Collected data entries
/---

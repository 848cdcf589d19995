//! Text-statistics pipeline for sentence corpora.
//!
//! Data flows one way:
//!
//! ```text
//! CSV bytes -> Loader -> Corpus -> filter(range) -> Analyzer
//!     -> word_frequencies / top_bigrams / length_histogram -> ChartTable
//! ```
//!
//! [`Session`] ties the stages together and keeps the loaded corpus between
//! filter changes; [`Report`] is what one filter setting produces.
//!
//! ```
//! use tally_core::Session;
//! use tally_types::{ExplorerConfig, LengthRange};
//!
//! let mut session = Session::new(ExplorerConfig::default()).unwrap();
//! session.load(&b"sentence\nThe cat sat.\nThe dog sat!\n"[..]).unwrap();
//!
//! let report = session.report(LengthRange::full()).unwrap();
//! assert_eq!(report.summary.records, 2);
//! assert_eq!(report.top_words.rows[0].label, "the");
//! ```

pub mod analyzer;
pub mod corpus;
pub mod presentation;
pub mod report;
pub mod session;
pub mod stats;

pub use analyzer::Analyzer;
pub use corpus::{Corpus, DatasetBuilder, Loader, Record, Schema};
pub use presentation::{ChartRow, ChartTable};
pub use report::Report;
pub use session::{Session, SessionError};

\---
/---

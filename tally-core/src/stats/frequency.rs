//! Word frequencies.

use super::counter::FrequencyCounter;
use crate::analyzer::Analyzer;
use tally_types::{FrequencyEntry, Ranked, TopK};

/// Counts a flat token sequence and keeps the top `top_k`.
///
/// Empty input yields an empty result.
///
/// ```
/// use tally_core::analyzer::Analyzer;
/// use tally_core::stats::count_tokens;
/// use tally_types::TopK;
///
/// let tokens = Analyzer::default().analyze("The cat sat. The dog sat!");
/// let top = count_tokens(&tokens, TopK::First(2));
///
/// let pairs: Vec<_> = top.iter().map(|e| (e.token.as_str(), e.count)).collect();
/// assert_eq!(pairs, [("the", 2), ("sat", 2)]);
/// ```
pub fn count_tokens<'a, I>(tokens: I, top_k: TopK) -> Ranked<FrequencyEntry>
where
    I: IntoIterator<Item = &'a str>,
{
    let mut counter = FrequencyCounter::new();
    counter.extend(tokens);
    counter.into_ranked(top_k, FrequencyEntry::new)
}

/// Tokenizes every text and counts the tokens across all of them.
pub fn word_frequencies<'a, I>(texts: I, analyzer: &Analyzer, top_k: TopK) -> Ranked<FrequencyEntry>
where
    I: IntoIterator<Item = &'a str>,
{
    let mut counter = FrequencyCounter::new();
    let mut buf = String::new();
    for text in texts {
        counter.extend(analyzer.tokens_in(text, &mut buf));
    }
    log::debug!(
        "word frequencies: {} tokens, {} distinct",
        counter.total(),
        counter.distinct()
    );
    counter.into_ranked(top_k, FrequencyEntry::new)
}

\---

## EXERCISE DETAILS
Look through the data above and report every line in which "stats" appears.

## SOLVED EXERCISE
pub mod stats;
filename tally-core/src/stats/frequency.rs
/// use tally_core::stats::count_tokens;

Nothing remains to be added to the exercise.